There are several 4,000 plus mountains in Vermont, NH and Maine. But I suspect their reference to high elevation was not to suggest those ultra-high mountains. Trees won’t grow above a certain elevation so they would be useless. They are also all federally protected.

The reference is more to the fact that most of Vermont is above 500 feet above sea level thus would never be under sea level.

Elevation
- Highest point Mount Mansfield 4,393 ft (1339 m)
- Mean 1,000 ft (300 m)
- Lowest point Lake Champlain 95 to 100 ft (29 to 30 m)

Their analysis fails to understand that Vermont is susceptible to water damage of water coming off the mountains.

Even Wiki has been infected by the climate change crap: Climate change appears to be affecting the maple sugar industry. Sugar maples have been subject to stress by acid rain, asian longhorn beetles, pear thrips, and, in 2011, an excessive deer herd that is forced to eat bark in the winter. These maples need a certain amount of cold to produce sap for maple syrup. The time to tap these trees has shrunk to one week in some years. The tree may be replaced by the more aggressive Norway maples, in effect forcing the sugar maples to “migrate” north to Canada.
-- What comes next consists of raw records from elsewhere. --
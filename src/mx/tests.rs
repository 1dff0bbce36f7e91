use std::sync::Arc;
use std::sync::atomic::{AtomicUsize, Ordering};
use std::time::Duration;

use async_trait::async_trait;
use tokio::task::JoinSet;
use tokio_util::sync::CancellationToken;
use trust_dns_resolver::error::ResolveError;

use super::{ConfigError, LookupMx, MxCache, MxCacheOptions, MxError, MxRecord, MxStatus, resolver};
use crate::Address;

type LookupResult = Result<Vec<MxRecord>, ResolveError>;
type LookupFn = dyn Fn(&str) -> LookupResult + Send + Sync;

pub(crate) struct StubResolver {
    on_lookup: Box<LookupFn>,
    delay: Duration,
    hang: bool,
    calls: AtomicUsize,
}

impl StubResolver {
    fn new<F>(f: F) -> Self
    where
        F: Fn(&str) -> LookupResult + Send + Sync + 'static,
    {
        Self {
            on_lookup: Box::new(f),
            delay: Duration::ZERO,
            hang: false,
            calls: AtomicUsize::new(0),
        }
    }

    /// Every domain has records, except those starting with `nomx`.
    fn mail_hosts() -> Self {
        Self::new(|domain| {
            if domain.starts_with("nomx") {
                Ok(Vec::new())
            } else {
                Ok(vec![MxRecord::new(10, format!("mx.{domain}"))])
            }
        })
    }

    fn hanging() -> Self {
        Self {
            hang: true,
            ..Self::mail_hosts()
        }
    }

    fn delayed(self, delay: Duration) -> Self {
        Self { delay, ..self }
    }

    fn calls(&self) -> usize {
        self.calls.load(Ordering::SeqCst)
    }
}

#[async_trait]
impl LookupMx for StubResolver {
    async fn lookup_mx(&self, domain: &str) -> LookupResult {
        self.calls.fetch_add(1, Ordering::SeqCst);
        if self.hang {
            std::future::pending::<()>().await;
        }
        if !self.delay.is_zero() {
            tokio::time::sleep(self.delay).await;
        }
        (self.on_lookup)(domain)
    }
}

fn test_options() -> MxCacheOptions {
    MxCacheOptions {
        shard_exponent: 1,
        sweep_interval: Duration::from_secs(24 * 60 * 60),
        ..MxCacheOptions::default()
    }
}

fn cache_with(options: MxCacheOptions, stub: &Arc<StubResolver>) -> MxCache {
    MxCache::new(options, stub.clone(), &CancellationToken::new()).expect("valid cache options")
}

// ---------- resolver ----------

#[test]
fn normalize_domain_rejects_empty() {
    for raw in ["", "   ", "."] {
        let err = resolver::normalize_domain(raw).expect_err("empty domain should fail");
        assert_eq!(err, MxError::EmptyDomain);
    }
    assert_eq!(
        resolver::normalize_domain(" Example.COM. ").expect("valid"),
        "example.com"
    );
}

#[test]
fn normalize_exchange_trims_dot_and_lowercases() {
    assert_eq!(resolver::normalize_exchange("Mail.EXAMPLE.com."), "mail.example.com");
}

#[tokio::test]
async fn resolve_with_sorts_and_dedups_records() {
    let stub = StubResolver::new(|domain| {
        assert_eq!(domain, "example.com");
        Ok(vec![
            MxRecord::new(20, "mx2.example.com"),
            MxRecord::new(10, "mx1.example.com"),
            MxRecord::new(10, "mx1.example.com"),
            MxRecord::new(30, "mx3.example.com"),
        ])
    });

    let status = resolver::resolve_with(&stub, "example.com")
        .await
        .expect("lookup succeeds");
    let records = status.records();
    assert_eq!(records.len(), 3);
    assert_eq!(records[0], MxRecord::new(10, "mx1.example.com"));
    assert_eq!(records[2].preference, 30);
    assert_eq!(status.reachability(), Ok(()));
}

#[tokio::test]
async fn resolve_with_handles_no_records() {
    let stub = StubResolver::new(|_| Ok(Vec::new()));
    let status = resolver::resolve_with(&stub, "example.com")
        .await
        .expect("lookup succeeds");
    assert_eq!(status, MxStatus::NoRecords);
    assert_eq!(status.reachability(), Err(MxError::NoMxRecords));
}

#[tokio::test]
async fn resolve_with_maps_failures() {
    let stub = StubResolver::new(|_| Err(ResolveError::from("servfail")));
    let err = resolver::resolve_with(&stub, "example.com")
        .await
        .expect_err("lookup fails");
    assert!(matches!(err, MxError::Lookup(ref msg) if msg.contains("servfail")));
}

// ---------- construction ----------

#[test]
fn construction_needs_a_runtime() {
    let stub: Arc<dyn LookupMx> = Arc::new(StubResolver::mail_hosts());
    let err = MxCache::new(test_options(), stub, &CancellationToken::new())
        .err()
        .expect("no runtime here");
    assert_eq!(err, ConfigError::NoRuntime);
}

#[tokio::test]
async fn construction_validates_options() {
    let stub = Arc::new(StubResolver::mail_hosts());
    let options = MxCacheOptions {
        max_concurrent_lookups: 0,
        ..test_options()
    };
    let err = MxCache::new(options, stub, &CancellationToken::new())
        .err()
        .expect("zero lookups rejected");
    assert_eq!(err, ConfigError::ConcurrencyLimit(0));
}

#[tokio::test]
async fn shard_count_follows_exponent() {
    let stub = Arc::new(StubResolver::mail_hosts());
    let cache = cache_with(test_options(), &stub);
    assert_eq!(cache.shard_count(), 4);
    assert!(cache.is_empty());
    for domain in ["a.test", "b.test", "example.com", "gmail.com"] {
        assert!(cache.shard_index(domain) < 4);
        assert_eq!(cache.shard_index(domain), cache.shard_index(domain));
    }
}

// ---------- lookups ----------

#[tokio::test]
async fn empty_domain_is_rejected_without_lookup() {
    let stub = Arc::new(StubResolver::mail_hosts());
    let cache = cache_with(test_options(), &stub);
    assert_eq!(cache.check("").await, Err(MxError::EmptyDomain));
    assert_eq!(stub.calls(), 0);
}
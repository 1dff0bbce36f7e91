use std::time::Duration;

use anyhow::{Result, bail};
use clap::{ArgAction, Parser, Subcommand};
use puremail::{MxCacheOptions, ParseMode};

#[derive(Parser)]
#[command(name = "puremail-cli", version)]
pub struct Cli {
    #[command(subcommand)]
    pub cmd: Option<Commands>,

    /// lit des adresses depuis stdin (une par ligne)
    #[arg(long)]
    pub stdin: bool,

    /// write report to file (JSON/NDJSON/CSV selon --format)
    #[arg(long)]
    pub out: Option<String>,

    /// format: human|json|ndjson|csv
    #[arg(long, default_value = "human")]
    pub format: String,

    /// mode rapide : valide les tags sans les conserver
    #[arg(long)]
    pub fast: bool,

    /// vérifie que le domaine possède des enregistrements MX
    #[arg(long)]
    pub mx: bool,

    /// durée de vie d'une réponse MX positive (secondes)
    #[arg(long, default_value_t = 6 * 60 * 60)]
    pub mx_positive_ttl: u64,

    /// durée de vie d'une réponse MX négative (secondes)
    #[arg(long, default_value_t = 15 * 60)]
    pub mx_negative_ttl: u64,

    /// délai max d'une requête DNS (millisecondes)
    #[arg(long, default_value_t = 400)]
    pub dns_timeout_ms: u64,

    /// attente max d'un créneau de requête DNS (millisecondes)
    #[arg(long, default_value_t = 2_000)]
    pub dns_burst_ms: u64,

    /// nombre max de requêtes DNS simultanées
    #[arg(long, default_value_t = 250)]
    pub max_lookups: u32,

    /// exposant de sharding du cache MX (2^(n+1) shards)
    #[arg(long, default_value_t = 4)]
    pub shard_exponent: u8,

    /// verbosité des logs sur stderr (-v, -vv)
    #[arg(short, long, action = ArgAction::Count)]
    pub verbose: u8,
}

#[derive(Subcommand)]
pub enum Commands {
    Validate {
        /// mode rapide (prend le pas sur l'option globale)
        #[arg(long)]
        fast: bool,
        email: String,
    },
}

impl Cli {
    pub fn parse_mode(&self) -> ParseMode {
        let sub_fast = matches!(self.cmd, Some(Commands::Validate { fast: true, .. }));
        if self.fast || sub_fast {
            ParseMode::Fast
        } else {
            ParseMode::Full
        }
    }

    pub fn cache_options(&self) -> Result<MxCacheOptions> {
        let options = MxCacheOptions {
            positive_ttl: Duration::from_secs(self.mx_positive_ttl),
            negative_ttl: Duration::from_secs(self.mx_negative_ttl),
            dns_timeout: Duration::from_millis(self.dns_timeout_ms),
            dns_burst_timeout: Duration::from_millis(self.dns_burst_ms),
            max_concurrent_lookups: self.max_lookups,
            shard_exponent: self.shard_exponent,
            ..MxCacheOptions::default()
        };
        if let Err(err) = options.validate() {
            bail!("invalid MX cache options: {err}");
        }
        Ok(options)
    }

    pub fn log_filter(&self) -> &'static str {
        match self.verbose {
            0 => "warn",
            1 => "info",
            2 => "debug",
            _ => "trace",
        }
    }
}
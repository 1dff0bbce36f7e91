//! MX reachability checks.
//!
//! [`MxCache`] is the entry point for high-volume use: it answers from a
//! sharded TTL cache, coalesces concurrent queries for one domain, and bounds
//! the number of DNS queries in flight. [`check_mx`] does a single uncached
//! lookup and returns the records themselves.

mod cache;
mod coalesce;
mod error;
mod governor;
mod options;
mod resolver;
mod shard;
mod types;

pub use cache::MxCache;
pub use error::MxError;
pub use error::MxError as Error;
pub use options::{ConfigError, MxCacheOptions};
pub use resolver::{LookupMx, check_mx, system_resolver};
pub use shard::SweepStats;
pub use types::{MxRecord, MxStatus};

#[cfg(test)]
mod tests;
//! Compact binary form of an [`Address`].
//!
//! ```text
//! [login len][login][domain len][domain]{[marker][tag len][tag]}*[crc32 LE]
//! ```
//!
//! Lengths are single bytes; the trailer is the CRC-32 (IEEE) of every
//! preceding byte.

use thiserror::Error;

use super::domain::is_valid_domain;
use super::local::{is_valid_login, is_valid_tag_text};
use super::types::{Address, MAX_ADDRESS_LEN, PrefixTag};

const CRC_LEN: usize = 4;
/// Two length bytes, one byte each of login and domain, and the checksum.
const MIN_PAYLOAD_LEN: usize = 2 + CRC_LEN;

#[derive(Error, Debug, Clone, PartialEq, Eq)]
pub enum WireError {
    #[error("payload is too short: {len} bytes")]
    TooShort { len: usize },
    #[error("CRC-32 mismatch: expected {expected:#010x}, computed {actual:#010x}")]
    ChecksumMismatch { expected: u32, actual: u32 },
    #[error("{field} length runs past the end of the payload")]
    Truncated { field: &'static str },
    #[error("malformed payload: {reason}")]
    Malformed { reason: &'static str },
}

pub(crate) fn encode(address: &Address) -> Vec<u8> {
    let tag_bytes: usize = address.tags.iter().map(|t| 2 + t.text.len()).sum();
    let mut out = Vec::with_capacity(
        2 + address.login.len() + address.domain.len() + tag_bytes + CRC_LEN,
    );

    push_field(&mut out, address.login.as_bytes());
    push_field(&mut out, address.domain.as_bytes());
    for tag in &address.tags {
        out.push(tag.marker);
        push_field(&mut out, tag.text.as_bytes());
    }

    let crc = crc32fast::hash(&out);
    out.extend_from_slice(&crc.to_le_bytes());
    out
}

fn push_field(out: &mut Vec<u8>, bytes: &[u8]) {
    // every field of a valid Address is shorter than MAX_ADDRESS_LEN
    debug_assert!(bytes.len() <= usize::from(u8::MAX));
    out.push(bytes.len() as u8);
    out.extend_from_slice(bytes);
}

struct Reader<'a> {
    body: &'a [u8],
    pos: usize,
}

impl<'a> Reader<'a> {
    fn is_empty(&self) -> bool {
        self.pos >= self.body.len()
    }

    fn byte(&mut self, field: &'static str) -> Result<u8, WireError> {
        let byte = *self
            .body
            .get(self.pos)
            .ok_or(WireError::Truncated { field })?;
        self.pos += 1;
        Ok(byte)
    }

    /// A length-prefixed, non-empty field.
    fn field(&mut self, field: &'static str) -> Result<&'a [u8], WireError> {
        let len = usize::from(self.byte(field)?);
        if len == 0 {
            return Err(WireError::Malformed {
                reason: "zero-length field",
            });
        }
        let end = self.pos + len;
        let bytes = self
            .body
            .get(self.pos..end)
            .ok_or(WireError::Truncated { field })?;
        self.pos = end;
        Ok(bytes)
    }
}

/// The login and tag text are cut on separators when parsing, so neither
/// can contain one.
fn has_separator(bytes: &[u8]) -> bool {
    bytes.iter().copied().any(PrefixTag::is_marker)
}

fn ascii(bytes: &[u8]) -> Result<String, WireError> {
    std::str::from_utf8(bytes)
        .map(str::to_owned)
        .map_err(|_| WireError::Malformed {
            reason: "non-ASCII field",
        })
}

pub(crate) fn decode(data: &[u8]) -> Result<Address, WireError> {
    if data.len() < MIN_PAYLOAD_LEN {
        return Err(WireError::TooShort { len: data.len() });
    }

    let (body, trailer) = data.split_at(data.len() - CRC_LEN);
    let mut crc = [0u8; CRC_LEN];
    crc.copy_from_slice(trailer);
    let expected = u32::from_le_bytes(crc);
    let actual = crc32fast::hash(body);
    if expected != actual {
        return Err(WireError::ChecksumMismatch { expected, actual });
    }

    let mut reader = Reader { body, pos: 0 };
    let login = reader.field("login")?;
    if !is_valid_login(login) {
        return Err(WireError::Malformed {
            reason: "invalid login",
        });
    }
    if has_separator(login) {
        return Err(WireError::Malformed {
            reason: "tag separator in login",
        });
    }
    let domain = reader.field("domain")?;
    if !is_valid_domain(domain) {
        return Err(WireError::Malformed {
            reason: "invalid domain",
        });
    }

    let mut raw_len = login.len() + 1 + domain.len();
    let mut tags = Vec::new();
    while !reader.is_empty() {
        let marker = reader.byte("tag marker")?;
        if !PrefixTag::is_marker(marker) {
            return Err(WireError::Malformed {
                reason: "unknown tag marker",
            });
        }
        let text = reader.field("tag")?;
        if !is_valid_tag_text(text) {
            return Err(WireError::Malformed {
                reason: "invalid tag text",
            });
        }
        if has_separator(text) {
            return Err(WireError::Malformed {
                reason: "tag separator in tag text",
            });
        }
        raw_len += 1 + text.len();
        tags.push(PrefixTag::new(marker, ascii(text)?));
    }

    if raw_len > MAX_ADDRESS_LEN {
        return Err(WireError::Malformed {
            reason: "address longer than 254 bytes",
        });
    }

    Ok(Address {
        login: ascii(login)?,
        domain: ascii(domain)?,
        tags,
        raw_len,
    })
}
BTW, trees cannot migrate, the implication of the last statement is that the industry will migrate to Canada which actually has a larger volume of production mainly because there is far more land to tap in Canada.

Industrial level production has been going on for years. It is a side business, because it is a business that operates for about 6 weeks a year. Farmers work on their other crops and livestock the rest of the year.

Further info about the industry: There were about 2,000 maple products producers in 2010. In 2001, Vermont produced 275,000 US gallons (1,040,000 L) of maple syrup, about one-quarter of U.S. production. For 2005 that number was 410,000 US gallons (1,600,000 l; 340,000 imp gal) accounting for 37 percent of national production. This rose to 920,000 US gallons (3,500,000 l; 770,000 imp gal) in 2009. The state’s share of the nation’s production rose to 42% in 2013. It had the second lowest price at $33.40/gallon.